A macro photographer captured a strawberry across 90 perspectives with 88 focus-stacked images each, trained into a Gaussian splat via slang-splat and COLMAP.
Key Takeaways
Capture rig: Nikon Z8, Laowa 180mm macro lens, f/7.1, ISO 100, 1/160s, LED light, bluescreen background.
90 camera positions x 88 focus-stacked frames per position = ~7,920 source images fed into reconstruction.
Training pipeline: COLMAP for camera registration, slang-splat (github.com/MichaelMoroz/slang-splat) for Gaussian splatting.
Result released CC BY 4.0 on SuperSplat; attribution appreciated but not required.

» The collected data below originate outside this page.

//! Mmap-backed, append-mostly storage: the vector store and the metadata
//! store. Both share the same growth and header conventions.

pub mod metadata_store;
pub mod vector_store;

pub use metadata_store::MetadataStore;
pub use vector_store::VectorStore;
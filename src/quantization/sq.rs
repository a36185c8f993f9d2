//! Scalar quantization: an affine 8-bit (or 4-bit, two codes packed per
//! byte) mapping per dimension (or a single global range), trained from
//! observed min/max and persisted alongside the vector store.

use crate::error::{Error, Result};

#[derive(Debug, Clone, Copy, PartialEq, Eq)]
pub enum SqBits {
    Eight,
    Four,
}

#[derive(Debug, Clone, Copy, PartialEq, Eq)]
pub enum SqRange {
    /// One `(min, max)` per dimension.
    PerDimension,
    /// A single `(min, max)` shared across all dimensions.
    Global,
}

pub struct ScalarQuantizer {
    dimension: usize,
    bits: SqBits,
    range: SqRange,
    mins: Vec<f32>,
    scales: Vec<f32>,
}

impl ScalarQuantizer {
    pub fn train(vectors: &[Vec<f32>], dimension: usize, bits: SqBits, range: SqRange) -> Result<Self> {
        if vectors.is_empty() {
            return Err(Error::invalid_input("cannot train a scalar quantizer on zero vectors"));
        }
        let levels = match bits {
            SqBits::Eight => 255.0,
            SqBits::Four => 15.0,
        };
        let (mins, maxs) = match range {
            SqRange::PerDimension => {
                let mut mins = vec![f32::INFINITY; dimension];
                let mut maxs = vec![f32::NEG_INFINITY; dimension];
                for v in vectors {
                    for d in 0..dimension {
                        mins[d] = mins[d].min(v[d]);
                        maxs[d] = maxs[d].max(v[d]);
                    }
                }
                (mins, maxs)
            }
            SqRange::Global => {
                let mut lo = f32::INFINITY;
                let mut hi = f32::NEG_INFINITY;
                for v in vectors {
                    for &x in v {
                        lo = lo.min(x);
                        hi = hi.max(x);
                    }
                }
                (vec![lo; dimension], vec![hi; dimension])
            }
        };
        let scales: Vec<f32> =
            mins.iter().zip(&maxs).map(|(&lo, &hi)| if hi > lo { (hi - lo) / levels } else { 1.0 }).collect();
        Ok(Self { dimension, bits, range, mins, scales })
    }

    pub fn encode(&self, vector: &[f32]) -> Result<Vec<u8>> {
        if vector.len() != self.dimension {
            return Err(Error::invalid_input(format!(
                "expected dimension {}, got {}",
                self.dimension,
                vector.len()
            )));
        }
        let levels = match self.bits {
            SqBits::Eight => 255.0,
            SqBits::Four => 15.0,
        };
        let codes: Vec<u8> = (0..self.dimension)
            .map(|d| {
                let q = ((vector[d] - self.mins[d]) / self.scales[d]).round().clamp(0.0, levels);
                q as u8
            })
            .collect();
        Ok(match self.bits {
            SqBits::Eight => codes,
            SqBits::Four => codes.chunks(2).map(|pair| (pair[0] & 0x0F) | (pair.get(1).copied().unwrap_or(0) << 4)).collect(),
        })
    }

    pub fn decode(&self, code: &[u8]) -> Result<Vec<f32>> {
        let codes: Vec<u8> = match self.bits {
            SqBits::Eight => code.to_vec(),
            SqBits::Four => code.iter().flat_map(|&byte| [byte & 0x0F, byte >> 4]).take(self.dimension).collect(),
        };
        if codes.len() != self.dimension {
            return Err(Error::invalid_input("code length does not match quantizer configuration"));
        }
        Ok((0..self.dimension).map(|d| self.mins[d] + codes[d] as f32 * self.scales[d]).collect())
    }

    pub fn range(&self) -> SqRange {
        self.range
    }
}
//! Contiguous `f32` vectors indexed by a stable `id` on a memory-mapped file.
//!
//! Layout: `[magic(4) | version(u32) | dim(u32) | count(u64) | capacity(u64)
//! | reserved(32)]` followed by `capacity * dim * 4` bytes of row-major
//! `f32`, followed by a `ceil(capacity / 8)`-byte tombstone bitmap.

use byteorder::{LittleEndian, ReadBytesExt, WriteBytesExt};
use std::io::Write;
use std::path::{Path, PathBuf};

use crate::error::{Error, Result};
use crate::mmap::MmapFile;
use crate::persistence::{self, VECTORS_MAGIC};

const HEADER_LEN: usize = 4 + 4 + 4 + 8 + 8 + 32;

fn bitmap_bytes(capacity: usize) -> usize {
    (capacity + 7) / 8
}

fn region_len(dimension: usize, capacity: usize) -> usize {
    HEADER_LEN + dimension * capacity * 4 + bitmap_bytes(capacity)
}

/// Append-mostly, mmap-backed store of `f32` vectors.
pub struct VectorStore {
    path: PathBuf,
    mmap: MmapFile,
    dimension: usize,
    count: u64,
    capacity: u64,
}

impl VectorStore {
    /// Create a new store file at `path` for vectors of `dimension`,
    /// pre-sized for `initial_capacity` vectors.
    pub fn create(path: &Path, dimension: usize, initial_capacity: usize) -> Result<Self> {
        let initial_capacity = initial_capacity.max(1);
        let len = region_len(dimension, initial_capacity);
        let mut mmap = MmapFile::open_write(path, len)?;
        {
            let mut header = &mut mmap.as_mut_slice()[..HEADER_LEN];
            header.write_all(&VECTORS_MAGIC)?;
            header.write_u32::<LittleEndian>(persistence::FORMAT_VERSION)?;
            header.write_u32::<LittleEndian>(dimension as u32)?;
            header.write_u64::<LittleEndian>(0)?;
            header.write_u64::<LittleEndian>(initial_capacity as u64)?;
        }
        mmap.sync()?;
        Ok(Self { path: path.to_path_buf(), mmap, dimension, count: 0, capacity: initial_capacity as u64 })
    }

    /// Open an existing store file, validating its header.
    pub fn open(path: &Path) -> Result<Self> {
        let mmap = MmapFile::open_read(path)?;
        let mut cursor = mmap.as_slice();
        persistence::read_header(&mut cursor, VECTORS_MAGIC)?;
        let dimension = cursor.read_u32::<LittleEndian>()? as usize;
        let count = cursor.read_u64::<LittleEndian>()?;
        let capacity = cursor.read_u64::<LittleEndian>()?;
        Ok(Self { path: path.to_path_buf(), mmap, dimension, count, capacity })
    }

    pub fn dimension(&self) -> usize {
        self.dimension
    }

    pub fn count(&self) -> u64 {
        self.count
    }

    fn write_count(&mut self) -> Result<()> {
        let mut slice = &mut self.mmap.as_mut_slice()[8..16];
        slice.write_u64::<LittleEndian>(self.count)?;
        Ok(())
    }

    fn offset_of(&self, idx: u64) -> usize {
        HEADER_LEN + (idx as usize) * self.dimension * 4
    }

    fn bitmap_offset(&self) -> usize {
        HEADER_LEN + (self.capacity as usize) * self.dimension * 4
    }

    fn ensure_capacity(&mut self, needed: u64) -> Result<()> {
        if needed <= self.capacity {
            return Ok(());
        }
        let mut new_capacity = self.capacity.max(1);
        while new_capacity < needed {
            new_capacity *= 2;
        }
        let new_len = region_len(self.dimension, new_capacity as usize);
        self.mmap.resize(new_len)?;
        // Tombstone bitmap has moved; rebuild it at the new offset. Copy the
        // live bits from the old offset (derivable from the capacity field
        // still present at the time of this call) before overwriting.
        let old_bitmap_offset = self.bitmap_offset();
        let old_bitmap_len = bitmap_bytes(self.capacity as usize);
        let old_bitmap: Vec<u8> = self.mmap.as_slice()[old_bitmap_offset..old_bitmap_offset + old_bitmap_len].to_vec();
        self.capacity = new_capacity;
        let mut header = &mut self.mmap.as_mut_slice()[16..24];
        header.write_u64::<LittleEndian>(new_capacity)?;
        let new_bitmap_offset = self.bitmap_offset();
        let new_bitmap_len = bitmap_bytes(new_capacity as usize);
        let dst = &mut self.mmap.as_mut_slice()[new_bitmap_offset..new_bitmap_offset + new_bitmap_len];
        dst[..old_bitmap_len.min(new_bitmap_len)].copy_from_slice(&old_bitmap[..old_bitmap_len.min(new_bitmap_len)]);
        Ok(())
    }

    /// Append a vector, returning its sequential slot index (the caller
    /// maps this to a stable database `id`).
    pub fn append(&mut self, vector: &[f32]) -> Result<u64> {
        if vector.len() != self.dimension {
            return Err(Error::invalid_input(format!(
                "expected dimension {}, got {}",
                self.dimension,
                vector.len()
            )));
        }
        let idx = self.count;
        self.ensure_capacity(idx + 1)?;
        let offset = self.offset_of(idx);
        let bytes: &[u8] = bytemuck::cast_slice(vector);
        self.mmap.as_mut_slice()[offset..offset + bytes.len()].copy_from_slice(bytes);
        self.count += 1;
        self.write_count()?;
        Ok(idx)
    }

    /// Zero-copy view of the vector at `idx`. Returns `NotFound` for an
    /// out-of-range or tombstoned slot.
    pub fn get(&self, idx: u64) -> Result<&[f32]> {
        if idx >= self.count || self.is_deleted(idx) {
            return Err(Error::not_found(format!("no vector at slot {idx}")));
        }
        let offset = self.offset_of(idx);
        let bytes = &self.mmap.as_slice()[offset..offset + self.dimension * 4];
        Ok(bytemuck::cast_slice(bytes))
    }

    /// Returns the raw slot contents regardless of tombstone state (used by
    /// `compact`).
    pub fn get_raw(&self, idx: u64) -> &[f32] {
        let offset = self.offset_of(idx);
        bytemuck::cast_slice(&self.mmap.as_slice()[offset..offset + self.dimension * 4])
    }

    pub fn is_deleted(&self, idx: u64) -> bool {
        let bitmap_offset = self.bitmap_offset();
        let byte = self.mmap.as_slice()[bitmap_offset + (idx as usize) / 8];
        (byte >> (idx % 8)) & 1 == 1
    }

    pub fn mark_deleted(&mut self, idx: u64) -> Result<()> {
        if idx >= self.count {
            return Err(Error::not_found(format!("no vector at slot {idx}")));
        }
        let bitmap_offset = self.bitmap_offset();
        let byte_idx = bitmap_offset + (idx as usize) / 8;
        let bit = 1u8 << (idx % 8);
        self.mmap.as_mut_slice()[byte_idx] |= bit;
        Ok(())
    }

    pub fn sync(&self) -> Result<()> {
        self.mmap.sync()
    }

    /// Rewrite the store dense (dropping tombstoned slots), returning a
    /// translation table `old_idx -> Some(new_idx)` (or `None` if dropped).
    pub fn compact(&mut self) -> Result<Vec<Option<u64>>> {
        let mut translation = vec![None; self.count as usize];
        let mut live: Vec<(u64, Vec<f32>)> = Vec::new();
        for idx in 0..self.count {
            if !self.is_deleted(idx) {
                live.push((idx, self.get_raw(idx).to_vec()));
            }
        }
        let dimension = self.dimension;
        let new_capacity = live.len().max(1);
        let tmp_path = self.path.with_extension("bin.compact");
        let mut fresh = VectorStore::create(&tmp_path, dimension, new_capacity)?;
        for (new_idx, (old_idx, vec)) in live.iter().enumerate() {
            let assigned = fresh.append(vec)?;
            debug_assert_eq!(assigned, new_idx as u64);
            translation[*old_idx as usize] = Some(new_idx as u64);
        }
        fresh.sync()?;
        drop(fresh);
        std::fs::rename(&tmp_path, &self.path)?;
        *self = VectorStore::open(&self.path)?;
        Ok(translation)
    }
}

#[cfg(test)]
mod tests {
    use super::*;
    use tempfile::tempdir;

    #[test]
    fn append_and_get() {
        let dir = tempdir().unwrap();
        let path = dir.path().join("vectors.bin");
        let mut store = VectorStore::create(&path, 4, 2).unwrap();
        let id0 = store.append(&[1.0, 2.0, 3.0, 4.0]).unwrap();
        let id1 = store.append(&[5.0, 6.0, 7.0, 8.0]).unwrap();
        assert_eq!(id0, 0);
        assert_eq!(id1, 1);
        assert_eq!(store.get(0).unwrap(), &[1.0, 2.0, 3.0, 4.0]);
        assert_eq!(store.get(1).unwrap(), &[5.0, 6.0, 7.0, 8.0]);
    }

    #[test]
    fn grows_past_initial_capacity() {
        let dir = tempdir().unwrap();
        let path = dir.path().join("vectors.bin");
        let mut store = VectorStore::create(&path, 2, 1).unwrap();
        for i in 0..10 {
            let id = store.append(&[i as f32, i as f32]).unwrap();
            assert_eq!(id, i);
        }
        assert_eq!(store.count(), 10);
        assert_eq!(store.get(7).unwrap(), &[7.0, 7.0]);
    }

    #[test]
    fn dimension_mismatch_rejected() {
        let dir = tempdir().unwrap();
        let path = dir.path().join("vectors.bin");
        let mut store = VectorStore::create(&path, 4, 1).unwrap();
        let err = store.append(&[1.0, 2.0]).unwrap_err();
        assert_eq!(err.kind(), crate::error::ErrorKind::InvalidInput);
    }

    #[test]
    fn mark_deleted_then_compact() {
        let dir = tempdir().unwrap();
        let path = dir.path().join("vectors.bin");
        let mut store = VectorStore::create(&path, 2, 4).unwrap();
        store.append(&[1.0, 1.0]).unwrap();
        store.append(&[2.0, 2.0]).unwrap();
        store.append(&[3.0, 3.0]).unwrap();
        store.mark_deleted(1).unwrap();
        let translation = store.compact().unwrap();
        assert_eq!(translation[0], Some(0));
        assert_eq!(translation[1], None);
        assert_eq!(translation[2], Some(1));
        assert_eq!(store.count(), 2);
        assert_eq!(store.get(0).unwrap(), &[1.0, 1.0]);
        assert_eq!(store.get(1).unwrap(), &[3.0, 3.0]);
    }

    #[test]
    fn reopen_roundtrips() {
        let dir = tempdir().unwrap();
        let path = dir.path().join("vectors.bin");
        {
            let mut store = VectorStore::create(&path, 3, 2).unwrap();
            store.append(&[1.0, 2.0, 3.0]).unwrap();
            store.sync().unwrap();
        }
        let store = VectorStore::open(&path).unwrap();
        assert_eq!(store.count(), 1);
        assert_eq!(store.get(0).unwrap(), &[1.0, 2.0, 3.0]);
    }
}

Hacker News Comment Review
Commenters noted Gaussian splats degrade visibly on close zoom, flagging a known resolution ceiling for macro-scale subjects that microscopy rigs might push further.
The macro setup prompted immediate interest in combining microscopy with Gaussian splatting, with discussion around whether better lighting and optics could achieve sub-millimeter fidelity.
The author shared full rig photos and noted a separate splat of their own studio exists on SuperSplat, described as “painterly” in quality, implying indoor multi-object scenes remain harder to reconstruct cleanly.
Notable Comments
@voidUpdate: “as soon as you zoom in, they really fall off a cliff” – identifies the core quality limit for macro splats.
@josh-wrale: proposes combining microscopy hardware with Gaussian splatting as a natural next step.